- Trader Joe’s “two-buck Chuck,” its famously cheap private-label wine, has a complicated backstory.
- There is a real Charles Shaw, and he once sold wine at Trader Joe’s, but he is not associated with the Charles Shaw-brand wine sold at the retailer today.
- A businessman named Fred Franzia is behind two-buck Chuck, which costs $US2.99 at most Trader Joe’s stores today.
- To hear the full story and an interview with the real Charles Shaw, subscribe for free to Business Insider’s new podcast, “Household Name.”
Trader Joe’s “two-buck Chuck” is much more than a cheap bottle of wine.
The Charles Shaw label, which sells cabernet, pinot grigio, and a variety of other wines, sells for $US2.99 at most Trader Joe’s locations.
But the famously inexpensive brand wasn’t always so cheap and readily available. The original label produced prestigious, award-winning wines at Charles Shaw’s winery in Napa Valley.
That is quite unlike Trader Joe’s Charles Shaw wine, which is mass-produced by Bronco Wine Company and entirely unrelated to the real Charles Shaw, who resides in Chicago and has nothing to do with the wine or business.
The name and label were acquired for the Bronco Wine Company by a savvy businessman named Fred Franzia, who made his fortune buying names and labels from bankrupt wineries.
Find out more about the famous two-buck Chuck wine, profiled in this week’s episode of Business Insider’s podcast “Household Name“:
Trader Joe’s has sold nearly 1 billion bottles of two-buck Chuck since 2002.
There is a real Charles Shaw, and he once owned a winery, but two-buck Chuck is not his wine.
Before getting into the wine business, the Charles Shaw whose name is on the bottle was in the Air Force and worked for a bank in Paris. It wasn’t until later in life that he started making wine.
The original Charles Shaw wine label was founded by Shaw and his wife, Lucy, in Napa Valley in the 1970s.
The MGM Studios film “Yes, Giorgio” was filmed at Shaw’s vineyard.
The gazebo on the label of two-buck Chuck comes from the filming of that movie.
Shaw briefly sold one of his earliest wines — a gold-medal-winning gamay — for $US2 a bottle at Trader Joe’s. But there is no relation between that wine and today’s two-buck Chuck.
Shaw had a very successful wine business, selling on American Airlines and travelling the world with his wine. Then he lost almost everything.
The original Charles Shaw wines were contaminated with a petroleum flavour after a packaging error, and he lost 10,000 cases. Then a bug called root louse destroyed his main vineyard.
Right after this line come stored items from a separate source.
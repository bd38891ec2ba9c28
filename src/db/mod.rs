use sqlx::postgres::{PgPool, PgPoolOptions};
use sqlx::Row;

use crate::config::DatabaseConfig;

/// Type alias for the PostgreSQL connection pool
pub type DbPool = PgPool;

/// Summary of the schema migration state, as reported by the readiness probe.
#[derive(Debug, Clone, Copy)]
pub struct MigrationState {
    pub applied: i64,
    pub dirty: bool,
}

/// Creates a connection pool for the streamer-link store
pub async fn create_pool(config: &DatabaseConfig) -> Result<DbPool, sqlx::Error> {
    log::info!("Connecting to streamer-link store...");

    let pool = PgPoolOptions::new()
        .max_connections(config.max_connections)
        .min_connections(config.min_connections)
        .acquire_timeout(config.acquire_timeout)
        .idle_timeout(Some(config.idle_timeout))
        .max_lifetime(Some(config.max_lifetime))
        .after_connect(|conn, _meta| {
            Box::pin(async move {
                // Quota day strings are computed in the service clock (UTC);
                // keep every connection on the same clock.
                sqlx::query("SET timezone = 'UTC'").execute(conn).await?;
                Ok(())
            })
        })
        .connect(&config.url)
        .await?;

    log::info!(
        "Streamer-link store pool established (max: {}, min: {})",
        config.max_connections,
        config.min_connections
    );

    Ok(pool)
}

/// Applies any pending schema migrations
pub async fn run_migrations(pool: &DbPool) -> Result<(), sqlx::migrate::MigrateError> {
    log::info!("Applying schema migrations...");

    sqlx::migrate!("./migrations").run(pool).await?;

    log::info!("Schema migrations up to date");
    Ok(())
}

/// Performs a health check on the database connection
pub async fn health_check(pool: &DbPool) -> bool {
    sqlx::query("SELECT 1").execute(pool).await.is_ok()
}

/// Reports how many migrations sqlx has applied and whether any of them
/// finished unsuccessfully. Returns None when the bookkeeping table is
/// missing, which means `run_migrations` never ran against this database.
pub async fn migration_state(pool: &DbPool) -> Option<MigrationState> {
    let row = sqlx::query(
        "SELECT COUNT(*) AS applied, \
                COUNT(*) FILTER (WHERE NOT success) AS failed \
         FROM _sqlx_migrations",
    )
    .fetch_one(pool)
    .await
    .ok()?;

    let applied: i64 = row.try_get("applied").ok()?;
    let failed: i64 = row.try_get("failed").ok()?;

    Some(MigrationState {
        applied,
        dirty: failed > 0,
    })
}
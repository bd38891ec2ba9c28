//! Channel identity resolution.
//!
//! Maps a loosely-formatted YouTube URL to a stable channel id. Direct
//! `/channel/<id>` URLs resolve without a network call; handles (`/@name`)
//! and custom names fall back to a channel search. Every extraction or
//! search failure folds into "not found" rather than a fault; the HTTP
//! layer reports that as an invalid YouTube URL.

use crate::error::AppResult;
use crate::youtube::YouTubeApi;

/// The three URL shapes the resolver understands
#[derive(Debug, Clone, PartialEq, Eq)]
pub enum ChannelRef {
    /// `/channel/<id>`: already a stable channel id
    Direct(String),
    /// `/@<handle>`: needs a name search
    Handle(String),
    /// any other `youtube.com/<name>` path: needs a name search
    CustomName(String),
}

/// Cuts `s` at the first path/query/fragment delimiter.
fn until_delimiter(s: &str) -> &str {
    s.split(['/', '?', '#']).next().unwrap_or("")
}

/// Extracts the channel reference from a candidate URL. First match wins;
/// malformed input yields `None`, never an error.
pub fn parse_channel_ref(url: &str) -> Option<ChannelRef> {
    if let Some(rest) = url.split_once("/channel/").map(|(_, r)| r) {
        let id = until_delimiter(rest);
        if !id.is_empty() {
            return Some(ChannelRef::Direct(id.to_string()));
        }
        return None;
    }

    if let Some(rest) = url.split_once("/@").map(|(_, r)| r) {
        let handle = until_delimiter(rest);
        if !handle.is_empty() {
            return Some(ChannelRef::Handle(handle.to_string()));
        }
        return None;
    }

    if let Some(rest) = url.split_once("youtube.com/").map(|(_, r)| r) {
        let name = until_delimiter(rest);
        if !name.is_empty() {
            return Some(ChannelRef::CustomName(name.to_string()));
        }
    }

    None
}

/// Resolves a candidate URL to a channel id.
///
/// Returns `Ok(None)` when the URL has no recognizable shape, the search
/// comes back empty, or the search itself fails. Resolution failures are
/// a 404 for the caller, not a 500.
pub async fn resolve_channel_id(api: &dyn YouTubeApi, url: &str) -> AppResult<Option<String>> {
    let query = match parse_channel_ref(url) {
        Some(ChannelRef::Direct(id)) => return Ok(Some(id)),
        Some(ChannelRef::Handle(handle)) => handle,
        Some(ChannelRef::CustomName(name)) => name,
        None => return Ok(None),
    };

    match api.search_channel(&query).await {
        Ok(channel_id) => Ok(channel_id),
        Err(e) => {
            log::warn!("Channel search for {:?} failed: {}", query, e);
            Ok(None)
        }
    }
}
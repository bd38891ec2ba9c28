use std::env;
use std::time::Duration;

/// Application configuration loaded from environment variables
#[derive(Debug, Clone)]
pub struct Config {
    pub host: String,
    pub port: u16,
    pub database: DatabaseConfig,
    pub youtube: YouTubeConfig,
    pub quota: QuotaConfig,
    pub cache: CacheConfig,
}

/// Database connection pool configuration
#[derive(Debug, Clone)]
pub struct DatabaseConfig {
    pub url: String,
    pub max_connections: u32,
    pub min_connections: u32,
    pub acquire_timeout: Duration,
    pub idle_timeout: Duration,
    pub max_lifetime: Duration,
}

/// YouTube Data API configuration
#[derive(Debug, Clone)]
pub struct YouTubeConfig {
    pub api_key: String,
    /// Base URL of the Data API; overridable so a stub can stand in
    pub base_url: String,
    /// Timeout for outbound search calls
    pub timeout: Duration,
}

/// Per-IP daily quota configuration
#[derive(Debug, Clone)]
pub struct QuotaConfig {
    /// Max lookup calls per caller IP per calendar day
    pub daily_limit: i64,
}

/// Streamer-link cache configuration
#[derive(Debug, Clone)]
pub struct CacheConfig {
    /// Hours a cached streamer link stays fresh (default one week)
    pub ttl_hours: i64,
}

impl Config {
    /// Load configuration from environment variables
    pub fn from_env() -> Result<Self, ConfigError> {
        Ok(Self {
            host: env::var("HOST").unwrap_or_else(|_| "0.0.0.0".to_string()),
            port: env::var("PORT")
                .unwrap_or_else(|_| "8080".to_string())
                .parse()
                .map_err(|_| ConfigError::InvalidPort)?,
            database: DatabaseConfig::from_env()?,
            youtube: YouTubeConfig::from_env()?,
            quota: QuotaConfig::from_env(),
            cache: CacheConfig::from_env(),
        })
    }
}

impl DatabaseConfig {
    /// Load database configuration from environment variables
    pub fn from_env() -> Result<Self, ConfigError> {
        let url = env::var("DATABASE_URL").map_err(|_| ConfigError::MissingDatabaseUrl)?;

        Ok(Self {
            url,
            max_connections: env::var("DATABASE_MAX_CONNECTIONS")
                .unwrap_or_else(|_| "10".to_string())
                .parse()
                .unwrap_or(10),
            min_connections: env::var("DATABASE_MIN_CONNECTIONS")
                .unwrap_or_else(|_| "1".to_string())
                .parse()
                .unwrap_or(1),
            acquire_timeout: Duration::from_secs(
                env::var("DATABASE_ACQUIRE_TIMEOUT_SECS")
                    .unwrap_or_else(|_| "5".to_string())
                    .parse()
                    .unwrap_or(5),
            ),
            idle_timeout: Duration::from_secs(
                env::var("DATABASE_IDLE_TIMEOUT_SECS")
                    .unwrap_or_else(|_| "600".to_string())
                    .parse()
                    .unwrap_or(600),
            ),
            max_lifetime: Duration::from_secs(
                env::var("DATABASE_MAX_LIFETIME_SECS")
                    .unwrap_or_else(|_| "1800".to_string())
                    .parse()
                    .unwrap_or(1800),
            ),
        })
    }
}

impl YouTubeConfig {
    /// Load YouTube API configuration from environment variables
    pub fn from_env() -> Result<Self, ConfigError> {
        let api_key = env::var("YOUTUBE_API_KEY").map_err(|_| ConfigError::MissingApiKey)?;

        Ok(Self {
            api_key,
            base_url: env::var("YOUTUBE_API_BASE_URL")
                .unwrap_or_else(|_| "https://www.googleapis.com/youtube/v3".to_string()),
            timeout: Duration::from_secs(
                env::var("YOUTUBE_TIMEOUT_SECS")
                    .unwrap_or_else(|_| "5".to_string())
                    .parse()
                    .unwrap_or(5),
            ),
        })
    }
}

impl QuotaConfig {
    /// Load quota configuration from environment variables
    pub fn from_env() -> Self {
        Self {
            daily_limit: env::var("DAILY_LIMIT")
                .unwrap_or_else(|_| "10".to_string())
                .parse()
                .unwrap_or(10),
        }
    }
}

impl CacheConfig {
    /// Load cache configuration from environment variables
    pub fn from_env() -> Self {
        Self {
            // 24 * 7: a week, matching the client-side window
            ttl_hours: env::var("CACHE_TTL_HOURS")
                .unwrap_or_else(|_| "168".to_string())
                .parse()
                .unwrap_or(168),
        }
    }
}

#[derive(Debug)]
pub enum ConfigError {
    InvalidPort,
    MissingDatabaseUrl,
    MissingApiKey,
}

impl std::fmt::Display for ConfigError {
    fn fmt(&self, f: &mut std::fmt::Formatter<'_>) -> std::fmt::Result {
        match self {
            ConfigError::InvalidPort => write!(f, "PORT must be a valid number"),
            ConfigError::MissingDatabaseUrl => {
                write!(f, "DATABASE_URL environment variable is required")
            }
            ConfigError::MissingApiKey => {
                write!(f, "YOUTUBE_API_KEY environment variable is required")
            }
        }
    }
}

impl std::error::Error for ConfigError {}
use chrono::Utc;
use sqlx::PgPool;

use crate::error::AppResult;
use crate::models::IpUsage;

/// Outcome of a quota admission attempt
#[derive(Debug, PartialEq, Eq)]
pub enum Admission {
    /// The call may proceed; the counter was incremented.
    Admitted,
    /// The caller hit the daily limit; the counter was left untouched.
    Rejected,
}

pub struct QuotaService;

impl QuotaService {
    /// Admits or rejects one call for `caller_key` against the daily limit.
    ///
    /// The read-rollover-compare-increment sequence runs inside a single
    /// transaction with the counter row locked, so concurrent admissions
    /// for the same caller serialize: with N concurrent calls and limit L,
    /// exactly min(N, L) are admitted and the counter ends at min(N, L).
    ///
    /// Days are compared as opaque `YYYY-MM-DD` strings in the service
    /// clock (UTC). A row carrying yesterday's date counts as zero; the
    /// reset happens inside the same transaction as the increment, there
    /// is no scheduled rollover job.
    pub async fn admit(pool: &PgPool, caller_key: &str, limit: i64) -> AppResult<Admission> {
        let today = Utc::now().format("%Y-%m-%d").to_string();

        let mut tx = pool.begin().await?;

        // Materialize the row so the FOR UPDATE below always has something
        // to lock. ON CONFLICT waits out a concurrent first insert.
        sqlx::query(
            "INSERT INTO ip_usage (caller_key, day, count) VALUES ($1, $2, 0)
             ON CONFLICT (caller_key) DO NOTHING",
        )
        .bind(caller_key)
        .bind(&today)
        .execute(&mut *tx)
        .await?;

        let usage = sqlx::query_as::<_, IpUsage>(
            "SELECT caller_key, day, count FROM ip_usage WHERE caller_key = $1 FOR UPDATE",
        )
        .bind(caller_key)
        .fetch_one(&mut *tx)
        .await?;

        // Lazy rollover: a stale day means the counter restarts at zero.
        let effective = if usage.day == today { usage.count } else { 0 };

        if effective >= limit {
            tx.rollback().await?;
            return Ok(Admission::Rejected);
        }

        sqlx::query("UPDATE ip_usage SET day = $2, count = $3 WHERE caller_key = $1")
            .bind(caller_key)
            .bind(&today)
            .bind(effective + 1)
            .execute(&mut *tx)
            .await?;

        tx.commit().await?;

        Ok(Admission::Admitted)
    }
}
//! Page-watcher decision logic.
//!
//! The watcher runs on a Twitch channel page: it detects the current
//! username, picks the most promising YouTube link out of the page, and
//! decides whether to show a banner from local cache, call the lookup
//! service, or do nothing. Everything environment-shaped is injected:
//! persistent state goes through a [`KeyValueStore`] and per-tab state
//! lives in an explicit [`WatcherSession`], so the logic is testable
//! without a browser. DOM scanning and banner rendering stay with the
//! embedder.
//!
//! The local daily cap and seven-day cache here are advisory duplicates
//! of the server's own policy; they cut call volume, they don't enforce
//! anything.

pub mod links;
pub mod state;
pub mod storage;

use chrono::{DateTime, Utc};

use crate::models::CheckResponse;

pub use links::{extract_subject, normalize_link, pick_best_link};
pub use state::{CachedLink, WatcherSession};
pub use storage::{KeyValueStore, MemoryStore};

/// Advisory client-side limits, configured independently of the server
#[derive(Debug, Clone)]
pub struct WatcherLimits {
    /// Max lookup calls per calendar day
    pub daily_limit: i64,
    /// Days a local cache entry stays fresh
    pub cache_days: i64,
}

impl Default for WatcherLimits {
    fn default() -> Self {
        Self {
            daily_limit: 10,
            cache_days: 7,
        }
    }
}

/// What a poll decided to do
#[derive(Debug, Clone, PartialEq, Eq)]
pub enum PollPlan {
    /// Nothing to do this round
    Skip(SkipReason),
    /// A fresh cache entry says the streamer is live on YouTube
    ShowBanner { youtube_url: String },
    /// Call the lookup service with these two strings
    CallService { subject: String, yt_url: String },
}

/// Why a poll did nothing
#[derive(Debug, Clone, Copy, PartialEq, Eq)]
pub enum SkipReason {
    /// The user switched the extension off
    Disabled,
    /// The path is not a single-segment channel page
    NotAChannelPage,
    /// Same channel as the previous poll
    SameSubject,
    /// Local daily call cap reached
    DailyCapReached,
    /// Fresh cache entry, streamer not live
    CachedNotLive,
    /// No YouTube links found on the page
    NoLinks,
}

/// Decides what this poll should do.
///
/// `path` is the page path (e.g. `/somestreamer`), `links` the YouTube
/// anchor targets found on the page. The session remembers the last seen
/// subject so an unchanged page is a no-op; it is updated as soon as a new
/// subject is detected, even if a later step skips.
///
/// Steps run in a fixed order: enabled toggle, subject change, daily cap,
/// local cache, link selection. The cap is checked before the cache, so an
/// exhausted day shows no banner even for cached-live subjects.
pub fn plan_poll(
    session: &mut WatcherSession,
    store: &dyn KeyValueStore,
    limits: &WatcherLimits,
    path: &str,
    links: &[String],
    now: DateTime<Utc>,
) -> PollPlan {
    if !state::enabled(store) {
        return PollPlan::Skip(SkipReason::Disabled);
    }

    let subject = match extract_subject(path) {
        Some(subject) => subject,
        None => return PollPlan::Skip(SkipReason::NotAChannelPage),
    };
    if session.last_subject.as_deref() == Some(subject.as_str()) {
        return PollPlan::Skip(SkipReason::SameSubject);
    }
    session.last_subject = Some(subject.clone());

    let today = now.format("%Y-%m-%d").to_string();
    if state::usage_for(store, &today) >= limits.daily_limit {
        return PollPlan::Skip(SkipReason::DailyCapReached);
    }

    if let Some(cached) = state::read_cache(store).get(&subject) {
        if now - cached.last_checked < chrono::Duration::days(limits.cache_days) {
            return if cached.is_live {
                PollPlan::ShowBanner {
                    youtube_url: cached.youtube_url.clone(),
                }
            } else {
                PollPlan::Skip(SkipReason::CachedNotLive)
            };
        }
    }

    match pick_best_link(links, &subject) {
        Some(link) => PollPlan::CallService {
            subject,
            yt_url: normalize_link(link),
        },
        None => PollPlan::Skip(SkipReason::NoLinks),
    }
}

/// Records a lookup service response: bumps today's usage counter and
/// overwrites the subject's cache entry wholesale.
///
/// Returns whether the embedder should show the banner now.
pub fn record_response(
    store: &dyn KeyValueStore,
    response: &CheckResponse,
    now: DateTime<Utc>,
) -> bool {
    let today = now.format("%Y-%m-%d").to_string();
    state::increment_usage(store, &today);

    state::upsert_cache_entry(
        store,
        &response.twitch,
        CachedLink {
            youtube_url: response.youtube_url.clone(),
            is_live: response.is_live,
            channel_id: response.channel_id.clone(),
            last_checked: now,
        },
    );

    response.is_live
}
use sqlx::FromRow;

/// Per-caller daily usage counter.
///
/// `day` is an opaque `YYYY-MM-DD` string in the service clock; a row whose
/// day no longer matches today counts as zero (lazy rollover, no reset job).
#[derive(Debug, Clone, FromRow)]
pub struct IpUsage {
    pub caller_key: String,
    pub day: String,
    pub count: i64,
}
And his wife, who funded most of the business, filed for divorce and removed Shaw from it.
After Shaw lost his business, a trustee for the Charles Shaw winery became the owner of the Charles Shaw brand and label design — including the name Charles Shaw.
A businessman named Fred Franzia, who produces wine for the Bronco Wine Company, acquired the Charles Shaw brand, label, and name for $US27,000 and held onto it for years.
In 2002, Franzia brought his Charles Shaw wine to Trader Joe’s, where it’s sold for $US2 a bottle. The real Charles Shaw had nothing to do with this deal and didn’t find out it about it until after the fact.
Shaw hasn’t seen a penny of the profit from the billions of bottles of two-buck Chuck wine sold with his name on it.